Called word frequency, n_wIs not 0

The number of (2);

step 27, calculating the emotion weight of the word w under the ith type emotion label

And the emotional weight of the word w under the nth type of emotion;

step 28, if the all _ words set is not empty, then go to step 26;

step 29, the emotion weight of the word w under the ith emotion is expressed as w:

the form of the key-value pair is stored in the dictionary weight_iFinally, n dictionaries are obtained, the n dictionaries are classified into an emotion dictionary, and each weight_iAn emotion page called emotion dictionary.

As a further improvement of the invention, the weight of the word w in the step 27 under the i-th type emotion label

The calculation formula of (2) is as follows:

as a further improvement of the present invention, the step 3 specifically includes:

step 31, let the kth sample of the ith type emotion label training set be

Setting k to 1;

step 32, mixing

The text part of the search result is segmented, and each segmented word w is used as each emotion page weight for inquiring the emotion dictionary obtained in the step 2_iObtaining the value corresponding to the key w

Then calculate out

Sentiment score of the ith sentiment of (1)

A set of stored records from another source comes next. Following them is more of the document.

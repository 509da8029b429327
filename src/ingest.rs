//! Comment ingestion pipeline
//!
//! Fetches a video's comment threads from the platform, sanitizes the text,
//! labels each comment, and replaces the stored comment set. Labeling runs in
//! small batches with a fixed pause between them; the pause is purely a
//! rate-limit throttle for the gateway, not a correctness mechanism.

use std::sync::Arc;

use regex::Regex;
use serde::Serialize;
use uuid::Uuid;

use crate::config::IngestConfig;
use crate::database::Database;
use crate::llm::prompts::ReportPrompts;
use crate::llm::CompletionParams;
use crate::llm::LlmService;
use crate::models::Comment;
use crate::models::RawComment;
use crate::models::Sentiment;
use crate::sentiment::SentimentScorer;
use crate::youtube::YouTubeClient;
use crate::Result;
use crate::TubePulseError;

/// Replacement text for comments that are empty after sanitization
pub const TEXT_PLACEHOLDER: &str = "No text content";

/// Maximum stored comment length in characters
pub const MAX_TEXT_LENGTH: usize = 512;

/// Outcome of one ingestion run
#[derive(Debug, Clone, Serialize)]
pub struct IngestOutcome {
    pub video_id: String,
    pub fetched: usize,
    pub stored: usize,
    /// Comments labeled by the lexical fallback because the gateway failed
    pub degraded_labels: usize,
    /// First few stored comments, for quick inspection
    pub sample: Vec<Comment>,
}

/// Fetch-label-store pipeline for one video's comments
pub struct IngestService {
    youtube: Arc<YouTubeClient>,
    llm: Arc<LlmService>,
    scorer: SentimentScorer,
    database: Arc<Database>,
    config: IngestConfig,
}

impl IngestService {
    #[must_use]
    pub fn new(
        youtube: Arc<YouTubeClient>,
        llm: Arc<LlmService>,
        scorer: SentimentScorer,
        database: Arc<Database>,
        config: IngestConfig,
    ) -> Self {
        Self {
            youtube,
            llm,
            scorer,
            database,
            config,
        }
    }

    /// Fetch, label and store the comment set for one video, replacing
    /// whatever was stored before.
    ///
    /// Two concurrent runs for the same video both complete; the last writer
    /// wins.
    pub async fn refresh_comments(&self, video_id: &str) -> Result<IngestOutcome> {
        if video_id.trim().is_empty() {
            return Err(TubePulseError::InvalidRequest(
                "video_id must not be empty".to_string(),
            ));
        }

        let raw_comments = self
            .youtube
            .comments(video_id, self.config.max_comments, self.config.page_size)
            .await?;
        let fetched = raw_comments.len();

        if raw_comments.is_empty() {
            tracing::info!("⚠️ No comments found for video {}", video_id);
            self.database.replace_comments(video_id, &[]).await?;
            return Ok(IngestOutcome {
                video_id: video_id.to_string(),
                fetched: 0,
                stored: 0,
                degraded_labels: 0,
                sample: Vec::new(),
            });
        }

        tracing::info!(
            "🧠 Labeling {} comments in batches of {}",
            fetched,
            self.config.label_batch_size
        );

        let mut comments = Vec::with_capacity(fetched);
        let mut degraded_labels = 0;
        let batch_size = self.config.label_batch_size.max(1);
        let batch_count = fetched.div_ceil(batch_size);

        for (batch_idx, batch) in raw_comments.chunks(batch_size).enumerate() {
            let labeled = futures::future::join_all(
                batch.iter().map(|raw| self.label_comment(video_id, raw)),
            )
            .await;

            for (comment, degraded) in labeled {
                if degraded {
                    degraded_labels += 1;
                }
                comments.push(comment);
            }

            tracing::debug!("✅ Processed batch {}/{}", batch_idx + 1, batch_count);

            // Throttle between batches to respect the gateway rate limit
            if batch_idx + 1 < batch_count {
                tokio::time::sleep(std::time::Duration::from_millis(
                    self.config.label_batch_delay_ms,
                ))
                .await;
            }
        }

        if degraded_labels > 0 {
            tracing::warn!(
                "⚠️ {} of {} comments labeled by the lexical fallback",
                degraded_labels,
                comments.len()
            );
        }

        let stored = self.database.replace_comments(video_id, &comments).await?;
        let sample = comments.iter().take(5).cloned().collect();

        Ok(IngestOutcome {
            video_id: video_id.to_string(),
            fetched,
            stored,
            degraded_labels,
            sample,
        })
    }

    /// Sanitize and label one raw comment.
    ///
    /// The gateway classifier labels the text; when it fails the lexical
    /// scorer's label is used instead and the comment is flagged as degraded.
    async fn label_comment(&self, video_id: &str, raw: &RawComment) -> (Comment, bool) {
        let text = sanitize_text(&raw.text);
        let analysis = self.scorer.analyze(&text);

        let (sentiment, degraded) = match self.classify(&text).await {
            Ok(sentiment) => (sentiment, false),
            Err(err) => {
                tracing::warn!(
                    "⚠️ Classifier failed ({}), using lexical label for comment",
                    err
                );
                (analysis.sentiment, true)
            }
        };

        let comment = Comment {
            id: Uuid::new_v4(),
            video_id: video_id.to_string(),
            text,
            votes: raw.like_count.max(0),
            hearted: raw.is_hearted(),
            replies: raw.reply_count.max(0),
            published_at: raw.published_at,
            sentiment,
            sentiment_score: Some(analysis.score),
            recorded_at: raw.published_at,
        };

        (comment, degraded)
    }

    /// Classify one comment through the gateway, no fallback chain
    async fn classify(&self, text: &str) -> Result<Sentiment> {
        let completion = self
            .llm
            .complete_with_model(
                &self.config.label_model,
                ReportPrompts::classifier_system(),
                &ReportPrompts::classify(text),
                CompletionParams {
                    temperature: 0.1,
                    max_tokens: 10,
                },
            )
            .await?;

        Ok(Sentiment::parse(&completion.text))
    }
}

/// Strip HTML tags, truncate, and guarantee non-empty text
#[must_use]
pub fn sanitize_text(text: &str) -> String {
    let stripped = strip_html(text);
    let truncated = truncate_text(&stripped, MAX_TEXT_LENGTH);
    if truncated.is_empty() {
        TEXT_PLACEHOLDER.to_string()
    } else {
        truncated
    }
}

/// Remove HTML tags from platform comment markup
#[must_use]
pub fn strip_html(text: &str) -> String {
    let tag_re = Regex::new("<[^>]+>").unwrap();
    tag_re.replace_all(text, "").trim().to_string()
}

/// Truncate to a maximum number of characters, on a character boundary
#[must_use]
pub fn truncate_text(text: &str, max_chars: usize) -> String {
    text.chars().take(max_chars).collect()
}

#[cfg(test)]
mod tests {
    use super::*;

    #[test]
    fn test_strip_html() {
        assert_eq!(
            strip_html("Great <b>video</b>!<br>Loved it"),
            "Great video!Loved it"
        );
        assert_eq!(strip_html("  plain text  "), "plain text");
    }

    #[test]
    fn test_truncate_respects_char_boundaries() {
        assert_eq!(truncate_text("héllo", 2), "hé");
        assert_eq!(truncate_text("short", 512), "short");
    }

    #[test]
    fn test_sanitize_empty_gets_placeholder() {
        assert_eq!(sanitize_text(""), TEXT_PLACEHOLDER);
        assert_eq!(sanitize_text("<br><br>"), TEXT_PLACEHOLDER);
        assert_eq!(sanitize_text("   "), TEXT_PLACEHOLDER);
    }

    #[test]
    fn test_sanitize_truncates_long_text() {
        let long: String = "a".repeat(2000);
        assert_eq!(sanitize_text(&long).chars().count(), MAX_TEXT_LENGTH);
    }
}
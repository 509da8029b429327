//! Database-backed cache for expensive analysis results
//!
//! Opaque key to JSON payload with an absolute expiry. An expired row reads
//! as a miss; rows are physically removed by `purge_expired_cache`, not on
//! read.

use chrono::DateTime;
use chrono::Duration;
use chrono::Utc;
use sqlx::FromRow;

use super::Database;
use crate::models::CacheEntry;
use crate::Result;

#[derive(Debug, FromRow)]
struct CacheRow {
    key: String,
    data: serde_json::Value,
    expires_at: DateTime<Utc>,
}

impl Database {
    /// Look up a cache entry; expired entries behave as a miss
    pub async fn get_cache(&self, key: &str) -> Result<Option<CacheEntry>> {
        let row = sqlx::query_as::<_, CacheRow>(
            "SELECT key, data, expires_at FROM analysis_cache \
             WHERE key = $1 AND expires_at > NOW()",
        )
        .bind(key)
        .fetch_optional(self.pool())
        .await?;

        match row {
            Some(row) => {
                tracing::debug!("Cache hit for key {}", row.key);
                Ok(Some(CacheEntry {
                    key: row.key,
                    data: row.data,
                    expires_at: row.expires_at,
                }))
            }
            None => {
                tracing::debug!("Cache miss for key {}", key);
                Ok(None)
            }
        }
    }

    /// Store or overwrite a cache entry with a TTL in hours
    pub async fn put_cache(
        &self,
        key: &str,
        data: &serde_json::Value,
        ttl_hours: i64,
    ) -> Result<DateTime<Utc>> {
        let expires_at = Utc::now() + Duration::hours(ttl_hours);

        sqlx::query(
            "INSERT INTO analysis_cache (key, data, expires_at) VALUES ($1, $2, $3) \
             ON CONFLICT (key) DO UPDATE SET data = $2, expires_at = $3",
        )
        .bind(key)
        .bind(data)
        .bind(expires_at)
        .execute(self.pool())
        .await?;

        tracing::debug!("Cached key {} until {}", key, expires_at);
        Ok(expires_at)
    }

    /// Invalidate one cache entry
    pub async fn delete_cache(&self, key: &str) -> Result<()> {
        sqlx::query("DELETE FROM analysis_cache WHERE key = $1")
            .bind(key)
            .execute(self.pool())
            .await?;

        tracing::debug!("Invalidated cache key {}", key);
        Ok(())
    }

    /// Remove expired cache rows, returning how many were deleted
    pub async fn purge_expired_cache(&self) -> Result<u64> {
        let result = sqlx::query("DELETE FROM analysis_cache WHERE expires_at <= NOW()")
            .execute(self.pool())
            .await?;

        let removed = result.rows_affected();
        if removed > 0 {
            tracing::info!("🗑️ Purged {} expired cache entries", removed);
        }
        Ok(removed)
    }
}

And combining the emotion scores of all emotion types to form an emotion vector of a training set

As a further improvement of the invention, the sentiment score in step 32 is

The calculation formula of (2) is as follows:

as a further improvement of the present invention, the step 5 specifically includes:

step 51, defining the new short text of the network platform as a test set sample, wherein the r-th sample in the test set sample is test_rTest will be_rPerforming word segmentation processing on the text to obtain a sample test_rWord sets after word segmentation;

step 52, taking each word in the word set as a key to inquire the emotion weight corresponding to each word in the emotion dictionary obtained in step 2, and then using the formula:

obtaining a test sample test_rSentiment score of the ith category

Then combining the emotion scores of each emotion to form an emotion vector

As a further improvement of the present invention, the step 6 specifically includes:

step 61, converting V obtained in step 5 into V_rInputting the DNN model which is trained, and obtaining a vector V containing probability values of each emotion_p＝(p₁,......,p_n) Wherein p is_i(1. ltoreq. i. ltoreq.n) as a test sample test_rProbability values comprising the ith emotion;

step 62, adding V_p＝(p₁,......,p_n) The highest and the second probability valueTwo large emotional probability values are extracted and are set as p_jAnd p_l；

Step 63, setting emotion threshold value P and judging P_jAnd p_lAnd P, the judgment rule is as follows:

if p is_jIs not less than P and P_lIf not less than P, the test sample test is indicated_rThe j-th emotion and the l-th emotion are contained;

if p is_jIs not less than P and P_lIf < P, the test sample test is indicated_rThe j type emotion is contained;

if p is_j< P and P_lIf not less than P, the test sample test is indicated_rThe I type emotion is contained;

if p is_j< P and P_lIf < P, the test sample test is indicated_rWithout emotion.

The invention has the beneficial effects that: firstly, when emotion classification is realized by using deep learning in the past, a certain text is generally classified into one class of emotion, but the emotion contained in the text is often more than one, the emotion contained in the text can have emotion combination, and the task of classifying various emotions contained in the text is called a mixed emotion classification task; secondly, when the emotion classification task is solved by using deep learning, the text to be classified needs to be subjected to feature representation, the existing feature representation method usually represents the text into a vector with huge dimensionality, so that a large amount of time and memory are consumed during text feature representation and deep learning training.

Drawings

FIG. 1 is a flow chart of a mixed emotion classification method of a network platform short text based on a novel emotion dictionary.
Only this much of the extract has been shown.